WHAT IS NEEDED: Where a line below holds the string "derive", copy that line.

GIVEN ENTRIES Block Start

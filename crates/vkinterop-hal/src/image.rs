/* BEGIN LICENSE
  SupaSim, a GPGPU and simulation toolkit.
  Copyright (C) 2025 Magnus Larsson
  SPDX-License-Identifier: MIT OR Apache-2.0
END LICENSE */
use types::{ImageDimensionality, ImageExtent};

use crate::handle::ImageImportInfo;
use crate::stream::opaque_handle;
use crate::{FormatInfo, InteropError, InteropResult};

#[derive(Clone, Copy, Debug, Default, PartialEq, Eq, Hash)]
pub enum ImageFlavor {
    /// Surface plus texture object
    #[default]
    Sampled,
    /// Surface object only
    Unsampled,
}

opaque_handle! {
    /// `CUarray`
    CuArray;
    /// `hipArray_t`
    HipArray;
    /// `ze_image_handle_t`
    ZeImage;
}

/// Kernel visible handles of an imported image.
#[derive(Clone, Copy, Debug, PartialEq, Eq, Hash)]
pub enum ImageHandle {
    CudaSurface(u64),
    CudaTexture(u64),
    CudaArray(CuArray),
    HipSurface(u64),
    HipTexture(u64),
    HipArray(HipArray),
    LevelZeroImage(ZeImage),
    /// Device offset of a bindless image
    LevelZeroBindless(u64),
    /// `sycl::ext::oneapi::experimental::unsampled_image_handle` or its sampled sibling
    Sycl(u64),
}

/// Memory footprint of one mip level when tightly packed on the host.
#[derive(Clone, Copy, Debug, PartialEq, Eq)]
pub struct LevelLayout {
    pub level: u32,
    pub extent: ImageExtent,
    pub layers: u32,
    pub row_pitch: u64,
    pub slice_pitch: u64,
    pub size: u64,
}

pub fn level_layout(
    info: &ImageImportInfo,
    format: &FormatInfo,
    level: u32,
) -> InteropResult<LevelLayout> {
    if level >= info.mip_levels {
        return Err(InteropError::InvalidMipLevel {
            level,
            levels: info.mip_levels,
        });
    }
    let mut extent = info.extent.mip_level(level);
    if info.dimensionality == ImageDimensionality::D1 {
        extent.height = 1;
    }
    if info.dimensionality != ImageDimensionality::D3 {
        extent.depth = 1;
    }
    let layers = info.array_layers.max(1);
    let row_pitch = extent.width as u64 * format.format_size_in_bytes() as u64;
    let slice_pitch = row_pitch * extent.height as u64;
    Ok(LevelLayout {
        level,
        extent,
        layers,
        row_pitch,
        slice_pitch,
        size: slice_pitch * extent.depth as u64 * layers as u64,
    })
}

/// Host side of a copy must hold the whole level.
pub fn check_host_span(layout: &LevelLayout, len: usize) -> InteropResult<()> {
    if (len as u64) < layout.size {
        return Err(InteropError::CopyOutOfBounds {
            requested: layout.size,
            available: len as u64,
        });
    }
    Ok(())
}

GIVEN ENTRIES Block End
GIVEN ENTRIES Block Start

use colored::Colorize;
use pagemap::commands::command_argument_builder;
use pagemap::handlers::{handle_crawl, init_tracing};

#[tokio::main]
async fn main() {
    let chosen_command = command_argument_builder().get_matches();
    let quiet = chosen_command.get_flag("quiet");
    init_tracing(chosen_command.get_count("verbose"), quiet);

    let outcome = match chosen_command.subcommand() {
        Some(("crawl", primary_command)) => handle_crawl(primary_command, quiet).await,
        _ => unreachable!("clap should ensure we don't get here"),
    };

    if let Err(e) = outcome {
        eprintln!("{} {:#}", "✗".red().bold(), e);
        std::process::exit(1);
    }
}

GIVEN ENTRIES Block End

COMPLETED TASK:
#[derive(Clone, Copy, Debug, Default, PartialEq, Eq, Hash)]
#[derive(Clone, Copy, Debug, PartialEq, Eq, Hash)]
#[derive(Clone, Copy, Debug, PartialEq, Eq)]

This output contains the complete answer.